**DATA TO PROCESS**
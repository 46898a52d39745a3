//! Loading and saving the engine around a command.

use std::sync::Arc;

use pomowork_core::events::Event;
use pomowork_core::{Config, CoreError, Database, FocusEngine, PersistedState, SystemClock};

pub struct App {
    pub config: Config,
    pub db: Database,
    pub engine: FocusEngine,
}

impl App {
    /// Open config and database, restore the engine, and replay the seconds
    /// that passed since the last run. Returns any events the replay produced.
    pub fn open() -> Result<(Self, Vec<Event>), CoreError> {
        let config = Config::load_or_default();
        let db = Database::open_at(config.database_path()?)?;
        let mut engine = FocusEngine::new(PersistedState::load(&db), Arc::new(SystemClock));
        let caught_up = engine.catch_up();
        let mut app = Self { config, db, engine };
        app.persist()?;
        Ok((app, caught_up))
    }

    /// Save whatever the engine changed since the last save.
    pub fn persist(&mut self) -> Result<(), CoreError> {
        let dirty = self.engine.take_dirty();
        if dirty.is_empty() {
            return Ok(());
        }
        PersistedState::save(&self.db, &self.engine, &dirty)
    }
}
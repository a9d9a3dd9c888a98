//! Snapshot persistence tests.

use std::fs;
use std::sync::Arc;

use tempfile::TempDir;

use taskpilot::config::Config;
use taskpilot::core::{TaskCategory, TaskStatus};
use taskpilot::orchestration::{OrchestratorBuilder, Planner};
use taskpilot::state::{remove_task, JsonFileStore, Snapshot, TaskStore};

use super::fixtures::{builder, wait_done, wait_idle};

/// Test: Finished work survives a restart
/// Given tasks run against a JSON state file
/// When a second orchestrator opens the same file
/// Then it sees the same tasks and reports and runs nothing again
#[tokio::test]
async fn test_state_survives_restart() {
    let dir = TempDir::new().unwrap();
    let path = dir.path().join("state.json");

    let (first_id, second_id) = {
        let orch = builder()
            .store(Arc::new(JsonFileStore::new(&path)))
            .build()
            .await
            .unwrap();
        let done = orch.create_task("index the wiki", TaskCategory::Analysis).unwrap();
        let other = orch.create_task("write release notes", TaskCategory::Creation).unwrap();
        wait_done(&orch, done.id).await;
        wait_done(&orch, other.id).await;
        wait_idle(&orch).await;
        (done.id, other.id)
    };
    assert!(path.exists());

    let reopened = builder()
        .store(Arc::new(JsonFileStore::new(&path)))
        .build()
        .await
        .unwrap();
    assert_eq!(reopened.queued_count(), 0);
    assert_eq!(reopened.running_count(), 0);

    for id in [first_id, second_id] {
        let task = reopened.get_task_status(id).unwrap();
        assert_eq!(task.status, TaskStatus::Completed);
        let report = reopened.get_report(id).unwrap();
        assert_eq!(report.task_id, id);
        assert_eq!(report.steps_completed, task.steps.len());
    }
    assert_eq!(reopened.get_stats().completed, 2);
}

/// Test: Snapshot writes keep a backup
/// Given a state file that has been written at least twice
/// Then the previous snapshot sits next to it and no temp file remains
#[tokio::test]
async fn test_backup_written() {
    let dir = TempDir::new().unwrap();
    let store = Arc::new(JsonFileStore::new(dir.path().join("state.json")));
    let orch = builder().store(store.clone()).build().await.unwrap();

    let first = orch.create_task("rotate keys", TaskCategory::Automation).unwrap();
    wait_done(&orch, first.id).await;
    let second = orch.create_task("prune old backups", TaskCategory::Automation).unwrap();
    wait_done(&orch, second.id).await;

    assert!(store.backup_path().exists());
    assert!(!store.path().with_extension("json.tmp").exists());
    let saved = store.load().unwrap();
    assert_eq!(saved.tasks.len(), 2);
    assert_eq!(saved.reports.len(), 2);
}

/// Test: Deleting from the state file runs nothing
/// Given a state file with two tasks that never ran
/// When one is removed through the store
/// Then the other is left exactly as it was and no orchestrator is involved
#[tokio::test]
async fn test_remove_task_from_state_file() {
    let dir = TempDir::new().unwrap();
    let store = Arc::new(JsonFileStore::new(dir.path().join("state.json")));
    let planner = Planner::default();
    let doomed = planner.plan("obsolete job", TaskCategory::General).unwrap();
    let kept = planner.plan("job for later", TaskCategory::Research).unwrap();
    store
        .save(&Snapshot::new(vec![doomed.clone(), kept.clone()], Vec::new()))
        .unwrap();

    assert!(remove_task(store.clone(), doomed.id).await.unwrap());
    assert!(!remove_task(store.clone(), doomed.id).await.unwrap());

    let saved = store.load().unwrap();
    assert_eq!(saved.tasks, vec![kept]);
    assert_eq!(saved.tasks[0].status, TaskStatus::Pending);
}

/// Test: Corrupt state refuses to start
/// Given a state file that is not JSON
/// When an orchestrator is built over it
/// Then building fails instead of silently discarding the file
#[tokio::test]
async fn test_corrupt_state_is_an_error() {
    let dir = TempDir::new().unwrap();
    let path = dir.path().join("state.json");
    fs::write(&path, "{ truncated").unwrap();

    let result = builder()
        .store(Arc::new(JsonFileStore::new(&path)))
        .build()
        .await;
    assert!(result.is_err());
    assert_eq!(fs::read_to_string(&path).unwrap(), "{ truncated");
}

/// Test: Builder from config
/// Given a config file pointing at a custom state path
/// When the orchestrator is built from it
/// Then the capacity and state location follow the config
#[tokio::test]
async fn test_builder_from_config() {
    let dir = TempDir::new().unwrap();
    let config_path = dir.path().join("taskpilot.toml");
    let state_path = dir.path().join("custom").join("tasks.json");
    fs::write(
        &config_path,
        format!(
            "max_concurrent_tasks = 2\nstate_path = \"{}\"\n\n[retry]\nbase_delay_ms = 1\nmax_delay_ms = 2\n",
            state_path.display()
        ),
    )
    .unwrap();

    let config = Config::load_from(&config_path).unwrap();
    let orch = OrchestratorBuilder::from_config(&config)
        .unwrap()
        .build()
        .await
        .unwrap();
    assert_eq!(orch.max_concurrent_tasks(), 2);

    let task = orch.create_task("ship it", TaskCategory::General).unwrap();
    wait_done(&orch, task.id).await;
    assert!(state_path.exists());
}
//! Failure classification, retry backoff and rollback.
//!
//! `ErrorHandler` is the only component allowed to touch a task's retry
//! bookkeeping. The executor asks it what to do with a failure, then asks
//! it to prepare the task for the next attempt or to roll it back.

use crate::core::{Task, TaskStatus};
use crate::error::Error;
use crate::{tlog, tlog_debug};
use rand::Rng;
use regex::Regex;
use serde::{Deserialize, Serialize};
use serde_json::json;
use std::sync::LazyLock;
use std::time::Duration;

/// Network, timeout and availability vocabulary.
static TEMPORARY_RE: LazyLock<Regex> = LazyLock::new(|| {
    Regex::new(r"(?i)network|time[ds]?\s?out|connection|unavailable|rate.?limit|too many requests|\b50[234]\b")
        .unwrap()
});

/// Syntax, validation and authorization vocabulary.
static NON_RECOVERABLE_RE: LazyLock<Regex> = LazyLock::new(|| {
    Regex::new(r"(?i)syntax|invalid|not found|unauthori[sz]ed|forbidden|permission denied").unwrap()
});

/// How a failure should be treated.
#[derive(Debug, Clone, Copy, PartialEq, Eq, Hash, Serialize, Deserialize)]
#[serde(rename_all = "snake_case")]
pub enum ErrorClass {
    Recoverable,
    Temporary,
    NonRecoverable,
}

impl std::fmt::Display for ErrorClass {
    fn fmt(&self, f: &mut std::fmt::Formatter<'_>) -> std::fmt::Result {
        match self {
            ErrorClass::Recoverable => write!(f, "recoverable"),
            ErrorClass::Temporary => write!(f, "temporary"),
            ErrorClass::NonRecoverable => write!(f, "non_recoverable"),
        }
    }
}

/// Exponential backoff parameters.
#[derive(Debug, Clone, PartialEq)]
pub struct RetryPolicy {
    pub base_delay: Duration,
    pub max_delay: Duration,
    /// Upper bound of the random jitter as a fraction of the exponential term.
    pub jitter_ratio: f64,
}

impl Default for RetryPolicy {
    fn default() -> Self {
        Self {
            base_delay: Duration::from_millis(1000),
            max_delay: Duration::from_millis(30_000),
            jitter_ratio: 0.3,
        }
    }
}

impl RetryPolicy {
    fn exponential_ms(&self, retry_count: u32) -> u64 {
        let base = self.base_delay.as_millis() as u64;
        base.saturating_mul(2u64.saturating_pow(retry_count))
    }

    /// `min(max_delay, base * 2^n)`, the delay with jitter ignored.
    pub fn expected_delay(&self, retry_count: u32) -> Duration {
        let capped = self
            .exponential_ms(retry_count)
            .min(self.max_delay.as_millis() as u64);
        Duration::from_millis(capped)
    }

    /// `min(max_delay, base * 2^n + jitter)` with jitter drawn uniformly
    /// from `[0, jitter_ratio * base * 2^n]`.
    pub fn backoff_delay(&self, retry_count: u32) -> Duration {
        let exp = self.exponential_ms(retry_count);
        let jitter_max = exp as f64 * self.jitter_ratio.clamp(0.0, 1.0);
        let jitter = if jitter_max > 0.0 {
            rand::thread_rng().gen_range(0.0..=jitter_max) as u64
        } else {
            0
        };
        let capped = exp
            .saturating_add(jitter)
            .min(self.max_delay.as_millis() as u64);
        Duration::from_millis(capped)
    }
}

/// Extra facts the caller knows about a failure.
#[derive(Debug, Clone, Copy, Default, PartialEq, Eq)]
pub struct ErrorContext {
    /// Intermediate artifacts can no longer be trusted.
    pub data_corrupted: bool,
}

impl ErrorContext {
    /// Facts the error itself carries.
    pub fn from_error(error: &Error) -> Self {
        Self {
            data_corrupted: matches!(error, Error::Step { data_corrupted: true, .. }),
        }
    }
}

/// What the executor should do next.
#[derive(Debug, Clone, PartialEq)]
pub struct RecoveryDecision {
    pub should_retry: bool,
    /// Only set when `should_retry` is true.
    pub retry_delay: Option<Duration>,
    pub error_class: ErrorClass,
    pub message: String,
    pub rollback_needed: bool,
}

#[derive(Debug, Clone, Default)]
pub struct ErrorHandler {
    policy: RetryPolicy,
}

impl ErrorHandler {
    pub fn new(policy: RetryPolicy) -> Self {
        Self { policy }
    }

    pub fn policy(&self) -> &RetryPolicy {
        &self.policy
    }

    /// Classify an error by kind first, then by keywords in its message.
    pub fn classify(&self, error: &Error) -> ErrorClass {
        match error {
            Error::UnknownCategory(_) | Error::TaskCancelled(_) => ErrorClass::NonRecoverable,
            Error::Timeout(_) => ErrorClass::Temporary,
            other => classify_message(&other.classification_text()),
        }
    }

    pub fn handle(&self, error: &Error, task: &Task, context: &ErrorContext) -> RecoveryDecision {
        let error_class = self.classify(error);
        let exhausted = task.retry_count >= task.max_retries;
        let should_retry = !exhausted && error_class != ErrorClass::NonRecoverable;
        let rollback_needed = (error_class == ErrorClass::NonRecoverable
            && task.completed_steps() > 0)
            || context.data_corrupted;

        let retry_delay = should_retry.then(|| self.policy.backoff_delay(task.retry_count));

        tlog_debug!(
            "ErrorHandler: task {} error class={} retry_count={}/{} should_retry={} rollback={}",
            task.id.short(),
            error_class,
            task.retry_count,
            task.max_retries,
            should_retry,
            rollback_needed
        );

        RecoveryDecision {
            should_retry,
            retry_delay,
            error_class,
            message: error.to_string(),
            rollback_needed,
        }
    }

    /// Count the retry and put failed steps back to pending.
    pub fn prepare_for_retry(&self, task: &mut Task) {
        task.retry_count = (task.retry_count + 1).min(task.max_retries);
        task.status = TaskStatus::Retrying;
        for step in task.steps.iter_mut().filter(|s| s.is_failed()) {
            step.reset();
        }
        let cursor = task.first_pending_index().unwrap_or(0);
        task.set_current_step(cursor);
        tlog!(
            "Task {} prepared for retry {}/{}",
            task.id.short(),
            task.retry_count,
            task.max_retries
        );
    }

    /// Throw away all completed work so the next attempt starts from scratch.
    pub fn perform_rollback(&self, task: &mut Task) {
        let mut demoted = 0usize;
        for step in task.steps.iter_mut().filter(|s| s.is_completed()) {
            step.demote("rollback performed");
            demoted += 1;
        }
        task.set_current_step(0);
        task.metadata.clear();
        task.metadata.insert(
            "rollback".to_string(),
            json!({ "performed": true, "steps_discarded": demoted }),
        );
        tlog!(
            "Task {} rolled back, {} completed steps discarded",
            task.id.short(),
            demoted
        );
    }
}

/// Keyword classification of a bare message.
pub fn classify_message(message: &str) -> ErrorClass {
    if TEMPORARY_RE.is_match(message) {
        ErrorClass::Temporary
    } else if NON_RECOVERABLE_RE.is_match(message) {
        ErrorClass::NonRecoverable
    } else {
        ErrorClass::Recoverable
    }
}
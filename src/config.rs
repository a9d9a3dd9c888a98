use serde::{Deserialize, Serialize};
use std::fs;
use std::path::PathBuf;
use std::time::Duration;

use crate::orchestration::{
    RestartPolicy, RetryPolicy, WorkerSettings, DEFAULT_MAX_CONCURRENT_TASKS,
};
use crate::{tlog_debug, Error, Result};

#[derive(Debug, Clone, PartialEq, Serialize, Deserialize)]
#[serde(default)]
pub struct Config {
    pub max_concurrent_tasks: usize,
    pub max_retries: u32,
    pub restart_policy: RestartPolicy,
    pub state_path: Option<String>,
    pub retry: RetrySettings,
    pub worker: WorkerConfig,
}

impl Default for Config {
    fn default() -> Self {
        Self {
            max_concurrent_tasks: DEFAULT_MAX_CONCURRENT_TASKS,
            max_retries: crate::core::DEFAULT_MAX_RETRIES,
            restart_policy: RestartPolicy::default(),
            state_path: None,
            retry: RetrySettings::default(),
            worker: WorkerConfig::default(),
        }
    }
}

#[derive(Debug, Clone, PartialEq, Serialize, Deserialize)]
#[serde(default)]
pub struct RetrySettings {
    pub base_delay_ms: u64,
    pub max_delay_ms: u64,
    pub jitter_ratio: f64,
}

impl Default for RetrySettings {
    fn default() -> Self {
        let policy = RetryPolicy::default();
        Self {
            base_delay_ms: policy.base_delay.as_millis() as u64,
            max_delay_ms: policy.max_delay.as_millis() as u64,
            jitter_ratio: policy.jitter_ratio,
        }
    }
}

#[derive(Debug, Clone, PartialEq, Serialize, Deserialize, Default)]
#[serde(default)]
pub struct WorkerConfig {
    pub step_timeout_secs: Option<u64>,
}

impl Config {
    pub fn home_dir() -> Result<PathBuf> {
        Ok(dirs::home_dir().ok_or(Error::NoHomeDir)?.join(".taskpilot"))
    }

    pub fn config_path() -> Result<PathBuf> {
        Ok(Self::home_dir()?.join("taskpilot.toml"))
    }

    /// Where the task/report snapshot lives.
    pub fn state_path(&self) -> Result<PathBuf> {
        match &self.state_path {
            Some(path) => Ok(expand_tilde(path)),
            None => Ok(Self::home_dir()?.join("state.json")),
        }
    }

    pub fn retry_policy(&self) -> RetryPolicy {
        RetryPolicy {
            base_delay: Duration::from_millis(self.retry.base_delay_ms),
            max_delay: Duration::from_millis(self.retry.max_delay_ms),
            jitter_ratio: self.retry.jitter_ratio.clamp(0.0, 1.0),
        }
    }

    pub fn worker_settings(&self) -> WorkerSettings {
        WorkerSettings {
            step_timeout: self.worker.step_timeout_secs.map(Duration::from_secs),
        }
    }

    pub fn validate(&self) -> Result<()> {
        if self.max_concurrent_tasks == 0 {
            return Err(Error::Validation(
                "max_concurrent_tasks must be at least 1".to_string(),
            ));
        }
        if self.retry.max_delay_ms < self.retry.base_delay_ms {
            return Err(Error::Validation(format!(
                "retry.max_delay_ms ({}) is below retry.base_delay_ms ({})",
                self.retry.max_delay_ms, self.retry.base_delay_ms
            )));
        }
        Ok(())
    }

    pub fn load() -> Result<Self> {
        let path = Self::config_path()?;
        Self::load_from(&path)
    }

    pub fn load_from(path: &std::path::Path) -> Result<Self> {
        tlog_debug!("Config::load path={}", path.display());
        if !path.exists() {
            tlog_debug!("Config file not found, using defaults");
            return Ok(Self::default());
        }
        let config: Self = toml::from_str(&fs::read_to_string(path)?)?;
        config.validate()?;
        tlog_debug!(
            "Config loaded: max_concurrent_tasks={}, max_retries={}, restart_policy={:?}",
            config.max_concurrent_tasks,
            config.max_retries,
            config.restart_policy
        );
        Ok(config)
    }

    pub fn save(&self) -> Result<()> {
        let dir = Self::home_dir()?;
        if !dir.exists() {
            tlog_debug!("Creating taskpilot directory");
            fs::create_dir_all(&dir)?;
        }
        let path = Self::config_path()?;
        fs::write(&path, toml::to_string_pretty(self)?)?;
        tlog_debug!("Config saved to {}", path.display());
        Ok(())
    }
}

fn expand_tilde(path: &str) -> PathBuf {
    if let Some(rest) = path.strip_prefix("~/") {
        if let Some(home) = dirs::home_dir() {
            return home.join(rest);
        }
    }
    PathBuf::from(path)
}
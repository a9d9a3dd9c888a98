//! Per-task execution log entries carried into reports.

use crate::core::step::StepId;
use chrono::{DateTime, Utc};
use serde::{Deserialize, Serialize};
use serde_json::Value;

#[derive(Debug, Clone, Copy, PartialEq, Eq, Hash, Serialize, Deserialize)]
#[serde(rename_all = "snake_case")]
pub enum EntryLevel {
    Info,
    Warn,
    Error,
    Success,
}

impl std::fmt::Display for EntryLevel {
    fn fmt(&self, f: &mut std::fmt::Formatter<'_>) -> std::fmt::Result {
        match self {
            EntryLevel::Info => write!(f, "info"),
            EntryLevel::Warn => write!(f, "warn"),
            EntryLevel::Error => write!(f, "error"),
            EntryLevel::Success => write!(f, "success"),
        }
    }
}

#[derive(Debug, Clone, PartialEq, Serialize, Deserialize)]
pub struct LogEntry {
    pub timestamp: DateTime<Utc>,
    pub level: EntryLevel,
    pub message: String,
    #[serde(default, skip_serializing_if = "Option::is_none")]
    pub step_id: Option<StepId>,
    #[serde(default, skip_serializing_if = "Option::is_none")]
    pub metadata: Option<Value>,
}

impl LogEntry {
    pub fn new(timestamp: DateTime<Utc>, level: EntryLevel, message: impl Into<String>) -> Self {
        Self {
            timestamp,
            level,
            message: message.into(),
            step_id: None,
            metadata: None,
        }
    }

    pub fn info(timestamp: DateTime<Utc>, message: impl Into<String>) -> Self {
        Self::new(timestamp, EntryLevel::Info, message)
    }

    pub fn warn(timestamp: DateTime<Utc>, message: impl Into<String>) -> Self {
        Self::new(timestamp, EntryLevel::Warn, message)
    }

    pub fn error(timestamp: DateTime<Utc>, message: impl Into<String>) -> Self {
        Self::new(timestamp, EntryLevel::Error, message)
    }

    pub fn success(timestamp: DateTime<Utc>, message: impl Into<String>) -> Self {
        Self::new(timestamp, EntryLevel::Success, message)
    }

    pub fn for_step(mut self, step_id: &StepId) -> Self {
        self.step_id = Some(step_id.clone());
        self
    }

    pub fn with_metadata(mut self, metadata: Value) -> Self {
        self.metadata = Some(metadata);
        self
    }
}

**PROMPT**
Reproduce, exactly and without additions, the run of lines from the start of the listing above to the line bearing "the replay produced.", inclusive.

**RESPONSE AREA**
repository 46898a52d39745a3
//! Loading and saving the engine around a command.

use std::sync::Arc;

use pomowork_core::events::Event;
use pomowork_core::{Config, CoreError, Database, FocusEngine, PersistedState, SystemClock};

pub struct App {
    pub config: Config,
    pub db: Database,
    pub engine: FocusEngine,
}

impl App {
    /// Open config and database, restore the engine, and replay the seconds
    /// that passed since the last run. Returns any events the replay produced.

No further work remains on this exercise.